I put them on all four impeller blades, I watched a video of a guy only installing on two of the blades...Did you put them on all the blades, I figure the more the better to clear the snow right!


----------



## nwcove (Mar 2, 2015)

i only did 2 on a 4 blade, but had to do all 3 on a 3 blade for balance. after this winter is over, i probably will do the other 2 blades tho.


----------



## Blackfin (Jan 25, 2016)

GAR said:


> It dose not look as clean and perfect as a store bought kit but I think it will work, *I mean the sidewalls of the tire are steal belted so it should be very durable.* There is no gap ...
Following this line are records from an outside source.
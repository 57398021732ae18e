//! Engine Integration Tests
//!
//! Full request-to-response paths: formatting, mode policy, tool
//! round-trips, authorization, and terminal parsing.

use std::sync::Arc;

use serde_json::{json, Value};
use taskweave_assistant::{ChatMode, ChatRequest, ChatResponse, EngineError};
use taskweave_core::{AuthToken, ConversationTurn, FileRef, OperationKind};
use taskweave_llm::MessageContent;

use crate::support::{
    engine_with, task, terminal_tool_turn, text_turn, tool_turn, MemoryObjects, MemoryStore,
    ScriptedProvider,
};

fn authed(mut request: ChatRequest) -> ChatRequest {
    request.auth_token = Some(AuthToken::new("tok-1"));
    request
}

#[tokio::test]
async fn plain_question_yields_message_with_one_call() {
    let provider = Arc::new(ScriptedProvider::new(vec![text_turn("4")]));
    let engine = engine_with(
        provider.clone(),
        MemoryStore::new("tok-1", vec![]),
        MemoryObjects::empty(),
    );

    let response = engine
        .handle(ChatRequest::new("What's 2+2?", ChatMode::Chat))
        .await
        .unwrap();

    assert_eq!(
        response,
        ChatResponse::Message {
            text: "4".to_string()
        }
    );
    assert_eq!(provider.call_count(), 1);
}

#[tokio::test]
async fn empty_message_is_rejected() {
    let provider = Arc::new(ScriptedProvider::new(vec![]));
    let engine = engine_with(
        provider,
        MemoryStore::new("tok-1", vec![]),
        MemoryObjects::empty(),
    );

    let err = engine
        .handle(ChatRequest::new("   ", ChatMode::Chat))
        .await
        .unwrap_err();
    assert!(matches!(err, EngineError::EmptyMessage));
}

#[tokio::test]
async fn single_query_round_trip_makes_exactly_two_calls() {
    let provider = Arc::new(ScriptedProvider::new(vec![
        tool_turn(vec![(
            "toolu_1",
            "query_tasks",
            json!({"status": "todo", "limit": 5}),
        )]),
        text_turn("You have 2 open tasks: buy milk and water plants."),
    ]));
    let engine = engine_with(
        provider.clone(),
        MemoryStore::new(
            "tok-1",
            vec![
                task("t1", "Buy milk", "todo"),
                task("t2", "Water plants", "todo"),
                task("t3", "Old thing", "done"),
            ],
        ),
        MemoryObjects::empty(),
    );

    let response = engine
        .handle(authed(ChatRequest::new("What's on my plate?", ChatMode::Chat)))
        .await
        .unwrap();

    assert!(matches!(response, ChatResponse::Message { .. }));
    assert_eq!(provider.call_count(), 2);

    // The second call's transcript must carry exactly one result per call id.
    let calls = provider.calls.lock().unwrap();
    let second = &calls[1].messages;
    let results: Vec<&MessageContent> = second
        .iter()
        .flat_map(|m| m.content.iter())
        .filter(|c| matches!(c, MessageContent::ToolResult { .. }))
        .collect();
    assert_eq!(results.len(), 1);
    match results[0] {
        MessageContent::ToolResult {
            tool_use_id,
            content,
            is_error,
        } => {
            assert_eq!(tool_use_id, "toolu_1");
            assert!(is_error.is_none());
            let rows: Vec<Value> = serde_json::from_str(content).unwrap();
            assert_eq!(rows.len(), 2);
        }
        _ => unreachable!(),
    }
}

#[tokio::test]
async fn missing_credential_feeds_structured_error_and_loop_continues() {
    let provider = Arc::new(ScriptedProvider::new(vec![
        tool_turn(vec![("toolu_1", "query_tasks", json!({}))]),
        text_turn("I can't see your tasks until you sign in."),
    ]));
    let engine = engine_with(
        provider.clone(),
        MemoryStore::new("tok-1", vec![task("t1", "Buy milk", "todo")]),
        MemoryObjects::empty(),
    );

    // No auth token on the request.
    let response = engine
        .handle(ChatRequest::new("Show my tasks", ChatMode::Chat))
        .await
        .unwrap();

    assert!(matches!(response, ChatResponse::Message { .. }));
    assert_eq!(provider.call_count(), 2);

    let calls = provider.calls.lock().unwrap();
    let result = calls[1]
        .messages
        .iter()
        .flat_map(|m| m.content.iter())
        .find_map(|c| match c {
            MessageContent::ToolResult {
                content, is_error, ..
            } => Some((content.clone(), *is_error)),
            _ => None,
        })
        .unwrap();

    assert_eq!(result.1, Some(true));
    let payload: Value = serde_json::from_str(&result.0).unwrap();
    assert_eq!(payload["error"], json!(true));
    assert_eq!(payload["message"], json!("Authentication required"));
}

#[tokio::test]
async fn concurrent_calls_each_get_a_result() {
    let provider = Arc::new(ScriptedProvider::new(vec![
        tool_turn(vec![
            ("toolu_1", "query_tasks", json!({})),
            ("toolu_2", "query_notes", json!({})),
            ("toolu_3", "query_projects", json!({})),
        ]),
        text_turn("done"),
    ]));
    let engine = engine_with(
        provider.clone(),
        MemoryStore::new("tok-1", vec![]),
        MemoryObjects::empty(),
    );

    engine
        .handle(authed(ChatRequest::new("Everything please", ChatMode::Chat)))
        .await
        .unwrap();

    let calls = provider.calls.lock().unwrap();
    let mut ids: Vec<String> = calls[1]
        .messages
        .iter()
        .flat_map(|m| m.content.iter())
        .filter_map(|c| match c {
            MessageContent::ToolResult { tool_use_id, .. } => Some(tool_use_id.clone()),
            _ => None,
        })
        .collect();
    ids.sort();
    assert_eq!(ids, vec!["toolu_1", "toolu_2", "toolu_3"]);
}

#[tokio::test]
async fn failing_call_is_flagged_without_touching_its_siblings() {
    // One succeeding query and one unknown tool in the same turn.
    let provider = Arc::new(ScriptedProvider::new(vec![
        tool_turn(vec![
            ("toolu_ok", "query_tasks", json!({})),
            ("toolu_bad", "query_everything", json!({})),
        ]),
        text_turn("partial answer"),
    ]));
    let engine = engine_with(
        provider.clone(),
        MemoryStore::new("tok-1", vec![task("t1", "Buy milk", "todo")]),
        MemoryObjects::empty(),
    );

    let response = engine
        .handle(authed(ChatRequest::new("look everything up", ChatMode::Chat)))
        .await
        .unwrap();
    assert!(matches!(response, ChatResponse::Message { .. }));

    let calls = provider.calls.lock().unwrap();
    let mut results: Vec<(String, Option<bool>)> = calls[1]
        .messages
        .iter()
        .flat_map(|m| m.content.iter())
        .filter_map(|c| match c {
            MessageContent::ToolResult {
                tool_use_id,
                is_error,
                ..
            } => Some((tool_use_id.clone(), *is_error)),
            _ => None,
        })
        .collect();
    results.sort();

    // Both ids got a result; only the unknown tool's is flagged.
    assert_eq!(
        results,
        vec![
            ("toolu_bad".to_string(), Some(true)),
            ("toolu_ok".to_string(), None),
        ]
    );
}

#[tokio::test]
async fn image_only_message_sends_no_empty_text_block() {
    let provider = Arc::new(ScriptedProvider::new(vec![text_turn("A receipt.")]));
    let engine = engine_with(
        provider.clone(),
        MemoryStore::new("tok-1", vec![]),
        MemoryObjects::empty().with("uploads/receipt.png", b"fakepng"),
    );

    let mut request = ChatRequest::new("", ChatMode::Chat);
    request.attachments = vec![FileRef {
        url: "https://files.example.com/uploads/receipt.png".to_string(),
        mime_type: "image/png".to_string(),
        size_bytes: 7,
    }];
    engine.handle(request).await.unwrap();

    let calls = provider.calls.lock().unwrap();
    let has_empty_text = calls[0]
        .messages
        .iter()
        .flat_map(|m| m.content.iter())
        .any(|c| matches!(c, MessageContent::Text { text } if text.is_empty()));
    assert!(!has_empty_text);
}

#[tokio::test]
async fn propose_operations_parses_and_drops_invalid() {
    let provider = Arc::new(ScriptedProvider::new(vec![terminal_tool_turn(
        "propose_operations",
        json!({"operations": [
            {"kind": "create", "entity_type": "task", "data": {"title": "Buy milk"}},
            {"kind": "update", "entity_type": "task", "id": "t1"}
        ]}),
    )]));
    let engine = engine_with(
        provider,
        MemoryStore::new("tok-1", vec![]),
        MemoryObjects::empty(),
    );

    let response = engine
        .handle(authed(ChatRequest::new(
            "Add buy milk to my list",
            ChatMode::Action,
        )))
        .await
        .unwrap();

    match response {
        ChatResponse::Actions { operations } => {
            // The update is missing `changes` and gets dropped.
            assert_eq!(operations.len(), 1);
            assert_eq!(operations[0].kind, OperationKind::Create);
        }
        other => panic!("expected Actions, got {:?}", other),
    }
}

#[tokio::test]
async fn ask_questions_parses() {
    let provider = Arc::new(ScriptedProvider::new(vec![terminal_tool_turn(
        "ask_questions",
        json!({"questions": [{"prompt": "Which project?", "options": ["Home", "Work"]}]}),
    )]));
    let engine = engine_with(
        provider,
        MemoryStore::new("tok-1", vec![]),
        MemoryObjects::empty(),
    );

    let response = engine
        .handle(authed(ChatRequest::new("Move the task", ChatMode::Chat)))
        .await
        .unwrap();

    match response {
        ChatResponse::Questions { questions } => {
            assert_eq!(questions.len(), 1);
            assert_eq!(questions[0].prompt, "Which project?");
        }
        other => panic!("expected Questions, got {:?}", other),
    }
}

#[tokio::test]
async fn mode_params_reach_the_backend() {
    let provider = Arc::new(ScriptedProvider::new(vec![text_turn("ok"), text_turn("ok")]));
    let engine = engine_with(
        provider.clone(),
        MemoryStore::new("tok-1", vec![]),
        MemoryObjects::empty(),
    );

    engine
        .handle(ChatRequest::new("hi", ChatMode::Chat))
        .await
        .unwrap();
    engine
        .handle(ChatRequest::new("do it", ChatMode::Action))
        .await
        .unwrap();

    let calls = provider.calls.lock().unwrap();
    assert_eq!(calls[0].options.temperature_override, Some(0.7));
    assert_eq!(calls[0].options.max_tokens_override, Some(2048));
    assert_eq!(calls[1].options.temperature_override, Some(0.2));
    assert_eq!(calls[1].options.max_tokens_override, Some(4096));

    // Both modes expose all six tools; chat leads terminals with ask_questions.
    assert_eq!(calls[0].tools.len(), 6);
    assert_eq!(calls[0].tools[4].name, "ask_questions");
    assert_eq!(calls[1].tools[4].name, "propose_operations");
}

#[tokio::test]
async fn image_attachment_is_inlined_into_the_transcript() {
    let provider = Arc::new(ScriptedProvider::new(vec![text_turn("A receipt.")]));
    let engine = engine_with(
        provider.clone(),
        MemoryStore::new("tok-1", vec![]),
        MemoryObjects::empty().with("uploads/receipt.png", b"fakepng"),
    );

    let mut request = ChatRequest::new("What is this?", ChatMode::Chat);
    request.attachments = vec![FileRef {
        url: "https://files.example.com/uploads/receipt.png".to_string(),
        mime_type: "image/png".to_string(),
        size_bytes: 7,
    }];
    engine.handle(request).await.unwrap();

    let calls = provider.calls.lock().unwrap();
    let has_image = calls[0]
        .messages
        .iter()
        .flat_map(|m| m.content.iter())
        .any(|c| matches!(c, MessageContent::Image { .. }));
    assert!(has_image);
}

#[tokio::test]
async fn unresolvable_attachment_fails_before_any_model_call() {
    let provider = Arc::new(ScriptedProvider::new(vec![text_turn("unreachable")]));
    let engine = engine_with(
        provider.clone(),
        MemoryStore::new("tok-1", vec![]),
        MemoryObjects::empty(),
    );

    let mut request = ChatRequest::new("What is this?", ChatMode::Chat);
    request.attachments = vec![FileRef {
        url: "https://files.example.com/uploads/gone.png".to_string(),
        mime_type: "image/png".to_string(),
        size_bytes: 1,
    }];
    let err = engine.handle(request).await.unwrap_err();

    assert!(matches!(err, EngineError::AttachmentUnresolved { .. }));
    assert_eq!(provider.call_count(), 0);
}

#[tokio::test]
async fn history_is_windowed_and_summary_leads() {
    let provider = Arc::new(ScriptedProvider::new(vec![text_turn("sure")]));
    let mut engine_config_history = Vec::new();
    for i in 0..60 {
        engine_config_history.push(ConversationTurn::user(format!("u{}", i)));
        engine_config_history.push(ConversationTurn::assistant(format!("a{}", i)));
    }
    let engine = engine_with(
        provider.clone(),
        MemoryStore::new("tok-1", vec![]),
        MemoryObjects::empty(),
    );

    let mut request = ChatRequest::new("and now?", ChatMode::Chat);
    request.history = engine_config_history;
    request.summary = Some("Earlier they set up three projects.".to_string());
    engine.handle(request).await.unwrap();

    let calls = provider.calls.lock().unwrap();
    let messages = &calls[0].messages;
    // Summary turn + 50 windowed turns + current message.
    assert_eq!(messages.len(), 52);
    match &messages[0].content[0] {
        MessageContent::Text { text } => {
            assert!(text.starts_with("Summary of the earlier conversation:"));
        }
        other => panic!("expected text block, got {:?}", other),
    }
    // Oldest windowed turn is u35 (turns 70..120 of 120).
    match &messages[1].content[0] {
        MessageContent::Text { text } => assert_eq!(text, "u35"),
        other => panic!("expected text block, got {:?}", other),
    }
}

#[tokio::test]
async fn usage_accumulates_across_calls() {
    let provider = Arc::new(ScriptedProvider::new(vec![
        tool_turn(vec![("toolu_1", "query_tasks", json!({}))]),
        text_turn("all done"),
    ]));
    let engine = engine_with(
        provider,
        MemoryStore::new("tok-1", vec![]),
        MemoryObjects::empty(),
    );

    let outcome = engine
        .handle_with_usage(authed(ChatRequest::new("tasks?", ChatMode::Chat)))
        .await
        .unwrap();

    assert_eq!(outcome.usage.input_tokens, 20);
    assert_eq!(outcome.usage.output_tokens, 10);
    assert_eq!(outcome.iterations, 1);
}

#[test]
fn chat_response_serializes_with_a_single_tag() {
    let response = ChatResponse::Message {
        text: "hi".to_string(),
    };
    let json = serde_json::to_value(&response).unwrap();
    assert_eq!(json["type"], "message");
    assert_eq!(json["text"], "hi");

    let response = ChatResponse::Actions { operations: vec![] };
    let json = serde_json::to_value(&response).unwrap();
    assert_eq!(json["type"], "actions");
}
I could be wrong but I don't think the sidewalls have steel belts in them. Having said that, they're nevertheless going to be very tough; think about the life tire sidewalls live and how much they put up with from potholes to heat and cold and high RPM.


----------



## GAR (Nov 7, 2014)

Blackfin said:


> I could be wrong but I don't think the sidewalls have steel belts in them. Having said that, they're nevertheless going to be very tough; think about the life tire sidewalls live and how much they put up with from potholes to heat and cold and high RPM.


Ya, I could be wrong about the sidewalls being steel belted. This is an extra piece I cut, looks to have something running threw the rubber. I don't think its steel.


----------



## RedOctobyr (Mar 2, 2014)

Nice job! The only thing I would offer is you might consider how much rubber is sticking past the bolts, in towards the center of the impeller. 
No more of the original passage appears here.